The first-of-its-kind project was funded primarily by the United States Department of Energy’s National Energy Technology Laboratory through the Midwest Geological Sequestration Consortium (MGSC), with the goal of confirming the Mt. Simon Sandstone’s ability to accept and store one million metric tons of carbon dioxide during a three-year period, the equivalent of annual emissions from almost 1.2 million cars. The Illinois State Geological Survey of the University of Illinois conceived, executed, and managed the project with the help of the MGSC, and ADM served as the host and operator.
Injecting carbon dioxide underground
The project utilized 20,000 feet of wells to successfully inject carbon dioxide from ADM’s processing plant more than 6,500 feet underground. More than 2,000 visitors from 30 countries have come to the site throughout the project to learn more about the process and technology.
“The Illinois Basin – Decatur project has successfully achieved its desired outcome to demonstrate that carbon capture and storage can be undertaken safely and effectively,” said Sallie Greenberg, Principal Scientist Energy & Minerals, Illinois State Geological Survey.

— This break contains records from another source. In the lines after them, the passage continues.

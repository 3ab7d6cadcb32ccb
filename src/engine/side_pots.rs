use serde::{Deserialize, Serialize};

use crate::domain::chips::Chips;
use crate::domain::player::Player;
use crate::domain::PlayerId;

/// Слой банка: разыгрывается только между игроками, чей вклад дотянулся до `threshold`.
///
/// Слои не хранятся, а каждый раз выводятся из вкладов заново.
#[derive(Clone, Debug, Serialize, Deserialize, PartialEq, Eq)]
pub struct PotTier {
    pub amount: Chips,
    /// Уровень вклада, до которого доходит слой.
    pub threshold: Chips,
    /// Кто может выиграть слой (в порядке мест).
    pub eligible: Vec<PlayerId>,
}

/// Разбить банк на слои по вкладам.
///
/// Уровни — различные положительные `total_contribution` всех вкладчиков
/// (сфолдившие тоже: их деньги остаются в банке, но выиграть их они не могут).
/// Слой без претендентов сливается с предыдущим. Остаток `pot - Σ` уходит в последний слой.
/// Инвариант: `Σ amount == pot` (если есть хотя бы один слой).
pub fn derive_tiers(players: &[Player], pot: Chips) -> Vec<PotTier> {
    let mut levels: Vec<Chips> = players
        .iter()
        .map(|p| p.total_contribution)
        .filter(|c| !c.is_zero())
        .collect();
    levels.sort_unstable();
    levels.dedup();

    let mut tiers: Vec<PotTier> = Vec::new();
    let mut carried = Chips::ZERO;
    let mut prev = Chips::ZERO;

    for level in levels {
        let amount: Chips = players
            .iter()
            .filter(|p| p.total_contribution > prev)
            .map(|p| {
                let over_prev = p.total_contribution - prev;
                let step = level - prev;
                if over_prev < step {
                    over_prev
                } else {
                    step
                }
            })
            .sum();

        let eligible: Vec<PlayerId> = players
            .iter()
            .filter(|p| p.is_in_hand() && p.total_contribution >= level)
            .map(|p| p.id)
            .collect();

        if eligible.is_empty() {
            match tiers.last_mut() {
                Some(last) => last.amount += amount,
                None => carried += amount,
            }
        } else {
            tiers.push(PotTier {
                amount: amount + carried,
                threshold: level,
                eligible,
            });
            carried = Chips::ZERO;
        }

        prev = level;
    }

    let distributed: Chips = tiers.iter().map(|t| t.amount).sum();
    if let Some(last) = tiers.last_mut() {
        last.amount += pot - distributed;
    }

    tiers
}

/// Сайд-поты для показа во время раздачи: только если кто-то в олл-ине
/// и банк реально делится больше чем на один слой.
pub fn live_side_pots(players: &[Player], pot: Chips) -> Vec<PotTier> {
    let anyone_all_in = players.iter().any(|p| p.is_in_hand() && p.is_all_in);
    if !anyone_all_in {
        return Vec::new();
    }
    let tiers = derive_tiers(players, pot);
    if tiers.len() > 1 {
        tiers
    } else {
        Vec::new()
    }
}
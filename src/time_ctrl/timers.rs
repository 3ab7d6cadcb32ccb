// src/time_ctrl/timers.rs
//! Таймеры стола: ход игрока, голосования (своё для каждого варианта), шаги дилера.
//!
//! В каждом слоте не больше одного таймера. У каждого взведённого таймера свой токен;
//! срабатывание принимается, только если токен всё ещё лежит в слоте.
//! Отмена идемпотентна и делается синхронно с мутацией, которая делает таймер устаревшим.

use serde::{Deserialize, Serialize};

use crate::domain::PlayerId;
use crate::variants::vote::VoteKind;

/// Уникальный (в пределах стола) идентификатор взведённого таймера.
#[derive(Clone, Copy, Debug, Serialize, Deserialize, PartialEq, Eq, Hash, PartialOrd, Ord)]
pub struct TimerToken(pub u64);

/// Шаги дилера без участия игроков.
#[derive(Clone, Copy, Debug, Serialize, Deserialize, PartialEq, Eq)]
pub enum DealerStep {
    /// Открыть следующую улицу олл-ин шоудауна.
    RunOut,
    /// Открыть следующую улицу бомб-пота.
    BombPotStreet,
    /// Начать следующую раздачу.
    NextHand,
}

#[derive(Clone, Copy, Debug, Serialize, Deserialize, PartialEq, Eq)]
pub enum TimerKind {
    Turn,
    Vote(VoteKind),
    Dealer(DealerStep),
}

#[derive(Clone, Copy, Debug, Serialize, Deserialize, PartialEq, Eq)]
pub struct ArmedTimer {
    pub token: TimerToken,
    pub kind: TimerKind,
    /// Для таймера хода — чей ход.
    pub subject: Option<PlayerId>,
    pub expires_at: u64,
}

#[derive(Clone, Debug, Default, Serialize, Deserialize)]
pub struct TimerScheduler {
    next_token: u64,
    turn: Option<ArmedTimer>,
    bomb_pot_vote: Option<ArmedTimer>,
    run_it_twice_vote: Option<ArmedTimer>,
    dealer: Option<ArmedTimer>,
}

impl TimerScheduler {
    pub fn new() -> Self {
        Self::default()
    }

    fn issue(&mut self, kind: TimerKind, subject: Option<PlayerId>, expires_at: u64) -> ArmedTimer {
        self.next_token += 1;
        ArmedTimer {
            token: TimerToken(self.next_token),
            kind,
            subject,
            expires_at,
        }
    }

    /// Взвести таймер хода. Предыдущий (если был) вытесняется.
    pub fn arm_turn(&mut self, subject: PlayerId, expires_at: u64) -> ArmedTimer {
        let timer = self.issue(TimerKind::Turn, Some(subject), expires_at);
        self.turn = Some(timer);
        timer
    }

    pub fn cancel_turn(&mut self) -> Option<ArmedTimer> {
        self.turn.take()
    }

    fn vote_slot(&mut self, kind: VoteKind) -> &mut Option<ArmedTimer> {
        match kind {
            VoteKind::BombPot => &mut self.bomb_pot_vote,
            VoteKind::RunItTwice => &mut self.run_it_twice_vote,
        }
    }

    /// Взвести таймер голосования своего вида. Голосования разных видов не мешают друг другу.
    pub fn arm_vote(&mut self, kind: VoteKind, expires_at: u64) -> ArmedTimer {
        let timer = self.issue(TimerKind::Vote(kind), None, expires_at);
        *self.vote_slot(kind) = Some(timer);
        timer
    }

    pub fn cancel_vote(&mut self, kind: VoteKind) -> Option<ArmedTimer> {
        self.vote_slot(kind).take()
    }

    pub fn arm_dealer(&mut self, step: DealerStep, expires_at: u64) -> ArmedTimer {
        let timer = self.issue(TimerKind::Dealer(step), None, expires_at);
        self.dealer = Some(timer);
        timer
    }

    pub fn cancel_dealer(&mut self) -> Option<ArmedTimer> {
        self.dealer.take()
    }

    pub fn cancel_all(&mut self) {
        self.turn = None;
        self.bomb_pot_vote = None;
        self.run_it_twice_vote = None;
        self.dealer = None;
    }

    pub fn turn(&self) -> Option<&ArmedTimer> {
        self.turn.as_ref()
    }

    pub fn vote(&self, kind: VoteKind) -> Option<&ArmedTimer> {
        match kind {
            VoteKind::BombPot => self.bomb_pot_vote.as_ref(),
            VoteKind::RunItTwice => self.run_it_twice_vote.as_ref(),
        }
    }

    pub fn dealer(&self) -> Option<&ArmedTimer> {
        self.dealer.as_ref()
    }

    /// Все взведённые таймеры.
    pub fn armed(&self) -> Vec<ArmedTimer> {
        [self.turn, self.bomb_pot_vote, self.run_it_twice_vote, self.dealer]
            .into_iter()
            .flatten()
            .collect()
    }

    /// Ближайший дедлайн среди взведённых таймеров.
    pub fn next_deadline(&self) -> Option<u64> {
        self.armed().iter().map(|t| t.expires_at).min()
    }

    /// Самый ранний просроченный на момент `now` таймер (не снимая его).
    pub fn due(&self, now: u64) -> Option<ArmedTimer> {
        self.armed()
            .into_iter()
            .filter(|t| t.expires_at <= now)
            .min_by_key(|t| (t.expires_at, t.token))
    }

    /// Снять таймер по токену. None — таймер уже отменён или заменён.
    pub fn take(&mut self, token: TimerToken) -> Option<ArmedTimer> {
        let slots = [
            &mut self.turn,
            &mut self.bomb_pot_vote,
            &mut self.run_it_twice_vote,
            &mut self.dealer,
        ];
        for slot in slots {
            if slot.map(|t| t.token) == Some(token) {
                return slot.take();
            }
        }
        None
    }
}
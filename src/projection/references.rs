//! Projection of the entities documents refer to: users and taxonomy terms

use cache::Connection;
use cms_models::ContentSource;
use cms_models::Term;
use cms_models::TermKind;
use cms_models::User;
use strum::IntoEnumIterator;

use super::Projector;
use super::keys;
use crate::error::ProjectionError;
use crate::error::Result;

/// Number of records written by a reference synchronization
#[derive(Debug, Default, Clone, Copy, PartialEq, Eq)]
pub struct ReferenceReport {
    pub users: usize,
    pub categories: usize,
    pub tags: usize,
}

fn user_fields(user: &User) -> Vec<(String, String)> {
    vec![
        ("user_id".to_owned(), user.id.to_string()),
        ("login".to_owned(), user.login.clone()),
        ("display_name".to_owned(), user.display_name.clone()),
        ("email".to_owned(), user.email.clone()),
    ]
}

fn term_fields(kind: TermKind, term: &Term) -> Vec<(String, String)> {
    let mut fields = vec![
        ("term_id".to_owned(), term.term_id.to_string()),
        ("name".to_owned(), term.name.clone()),
    ];
    // category records hold no slug
    if kind == TermKind::Tag {
        fields.push(("slug".to_owned(), term.slug.clone()));
    }
    fields
}

impl<S: ContentSource> Projector<S> {
    /// Writes one record per user and per term
    ///
    /// Records of users or terms that no longer exist are not removed.
    #[tracing::instrument(skip_all, err)]
    pub async fn sync_references(&self, conn: &mut Connection) -> Result<ReferenceReport> {
        let mut report = ReferenceReport::default();

        let users = self
            .source()
            .users()
            .await
            .map_err(ProjectionError::from_source)?;
        for user in &users {
            conn.replace_hash(&keys::user_key(user.id), &user_fields(user))
                .await?;
        }
        report.users = users.len();

        for kind in TermKind::iter() {
            let terms = self
                .source()
                .terms(kind)
                .await
                .map_err(ProjectionError::from_source)?;
            for term in &terms {
                conn.replace_hash(&keys::term_key(kind, term.term_id), &term_fields(kind, term))
                    .await?;
            }
            match kind {
                TermKind::Category => report.categories = terms.len(),
                TermKind::Tag => report.tags = terms.len(),
            }
        }

        Ok(report)
    }
}
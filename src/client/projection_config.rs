use clap::Args;
use educe::Educe;
use url::Url;

use crate::projection::ProjectionSettings;

#[derive(Args, Debug, Educe, Clone)]
#[educe(Default)]
pub struct ProjectionConfig {
    /// Base of the permalinks of related articles
    #[educe(Default = Url::parse("http://localhost/").unwrap())]
    #[arg(long, env, default_value_t = Url::parse("http://localhost/").unwrap())]
    pub site_url: Url,
    /// Block attribute holding the stable block identifier
    #[educe(Default = "purpleId".into())]
    #[arg(long, env, default_value = "purpleId")]
    pub block_id_attribute: String,
    /// Metadata keys with this prefix are projected as custom fields
    #[educe(Default = "purple_custom_meta_".into())]
    #[arg(long, env, default_value = "purple_custom_meta_")]
    pub custom_field_prefix: String,
}

impl ProjectionConfig {
    pub fn into_settings(self) -> ProjectionSettings {
        ProjectionSettings {
            site_url: self.site_url,
            block_id_attribute: self.block_id_attribute,
            custom_field_prefix: self.custom_field_prefix,
        }
    }
}
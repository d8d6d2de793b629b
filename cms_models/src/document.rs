use chrono::NaiveDateTime;
use database::tables::posts;
use diesel::prelude::*;

use crate::block;
use crate::block::Block;

/// Rendering of timestamps in projected records, the store's native `DATETIME` layout
pub const TIMESTAMP_FORMAT: &str = "%Y-%m-%d %H:%M:%S";

/// A content document as stored by the CMS
#[derive(Debug, Clone, PartialEq, Queryable, Selectable)]
#[diesel(table_name = posts)]
#[diesel(check_for_backend(diesel::pg::Pg))]
pub struct Document {
    pub id: i64,
    #[diesel(column_name = post_author)]
    pub author: i64,
    #[diesel(column_name = post_title)]
    pub title: String,
    #[diesel(column_name = post_status)]
    pub status: String,
    #[diesel(column_name = post_parent)]
    pub parent: i64,
    pub comment_status: String,
    /// Slug of the document, empty for drafts which were never published
    #[diesel(column_name = post_name)]
    pub name: String,
    #[diesel(column_name = post_modified)]
    pub modified: NaiveDateTime,
    #[diesel(column_name = post_modified_gmt)]
    pub modified_gmt: NaiveDateTime,
    pub guid: String,
    pub post_type: String,
    /// Raw serialized block markup
    #[diesel(column_name = post_content)]
    pub content: String,
}

impl Document {
    pub fn has_blocks(&self) -> bool {
        block::has_blocks(&self.content)
    }

    pub fn blocks(&self) -> Vec<Block> {
        block::parse_blocks(&self.content)
    }
}
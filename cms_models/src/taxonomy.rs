use database::tables::terms;
use diesel::prelude::*;
use serde::Deserialize;
use serde::Serialize;

/// The two taxonomies a document is classified with
#[derive(
    Debug,
    Clone,
    Copy,
    PartialEq,
    Eq,
    Hash,
    PartialOrd,
    Ord,
    strum::Display,
    strum::EnumString,
    strum::EnumIter,
)]
#[strum(serialize_all = "snake_case")]
pub enum TermKind {
    Category,
    Tag,
}

impl TermKind {
    /// Name of the taxonomy in the `term_taxonomy` table
    pub fn taxonomy(self) -> &'static str {
        match self {
            TermKind::Category => "category",
            TermKind::Tag => "post_tag",
        }
    }
}

#[derive(Debug, Clone, PartialEq, Eq, Serialize, Deserialize, Queryable, Selectable)]
#[diesel(table_name = terms)]
#[diesel(check_for_backend(diesel::pg::Pg))]
pub struct Term {
    pub term_id: i64,
    pub name: String,
    pub slug: String,
}

#[cfg(test)]
mod tests {
    use std::str::FromStr;

    use pretty_assertions::assert_eq;
    use rstest::rstest;

    use super::*;

    #[rstest]
    #[case(TermKind::Category, "category", "category")]
    #[case(TermKind::Tag, "tag", "post_tag")]
    fn kind_names(#[case] kind: TermKind, #[case] name: &str, #[case] taxonomy: &str) {
        assert_eq!(kind.to_string(), name);
        assert_eq!(TermKind::from_str(name).unwrap(), kind);
        assert_eq!(kind.taxonomy(), taxonomy);
    }
}
mod parser;

use std::sync::LazyLock;

use regex::Regex;
use serde::Deserialize;
use serde::Serialize;
use serde_json::Map;
use serde_json::Value;

pub use parser::parse_blocks;

/// Opening sequence shared by every block delimiter
const BLOCK_DELIMITER: &str = "<!-- wp:";

/// A node of the block tree stored in a document body
///
/// Serializes to the shape editors and renderers expect: `blockName`, `attrs`, `innerBlocks`,
/// `innerHTML` and `innerContent`.
#[derive(Debug, Clone, Default, PartialEq, Serialize, Deserialize)]
#[serde(rename_all = "camelCase")]
pub struct Block {
    /// Absent for freeform fragments found between structured blocks
    pub block_name: Option<String>,
    pub attrs: Map<String, Value>,
    pub inner_blocks: Vec<Block>,
    #[serde(rename = "innerHTML")]
    pub inner_html: String,
    /// Markup chunks, `None` marking where an inner block sits
    pub inner_content: Vec<Option<String>>,
}

impl Block {
    pub(crate) fn freeform(html: &str) -> Self {
        Self {
            inner_html: html.to_owned(),
            inner_content: vec![Some(html.to_owned())],
            ..Default::default()
        }
    }

    /// The block name, unless the block is freeform
    pub fn name(&self) -> Option<&str> {
        self.block_name.as_deref().filter(|name| !name.is_empty())
    }

    /// First markup chunk, empty when the block starts with an inner block
    pub fn leading_content(&self) -> &str {
        self.inner_content
            .first()
            .and_then(Option::as_deref)
            .unwrap_or_default()
    }
}

/// Whether `content` holds at least one structured block
pub fn has_blocks(content: &str) -> bool {
    content.contains(BLOCK_DELIMITER)
}

/// Removes every tag from `html`, along with the contents of `<script>` and `<style>` elements
pub fn strip_tags(html: &str) -> String {
    static EMBEDDED: LazyLock<Regex> = LazyLock::new(|| {
        Regex::new(r"(?is)<script[^>]*?>.*?</script>|<style[^>]*?>.*?</style>").unwrap()
    });
    static TAG: LazyLock<Regex> = LazyLock::new(|| Regex::new(r"(?s)<!--.*?-->|<[^>]*>").unwrap());
    let html = EMBEDDED.replace_all(html, "");
    TAG.replace_all(&html, "").trim().to_owned()
}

ADM also began injection operations at a second CCS project, the Illinois Industrial Sources Carbon Capture and Storage Project, in Decatur in April 2017. The project is currently permitted to operate through 2022 and has the potential to store up to 5.5 million metric tons of carbon dioxide.
Collectively, these two projects have successfully stored more than 3.4 million metric tons to date.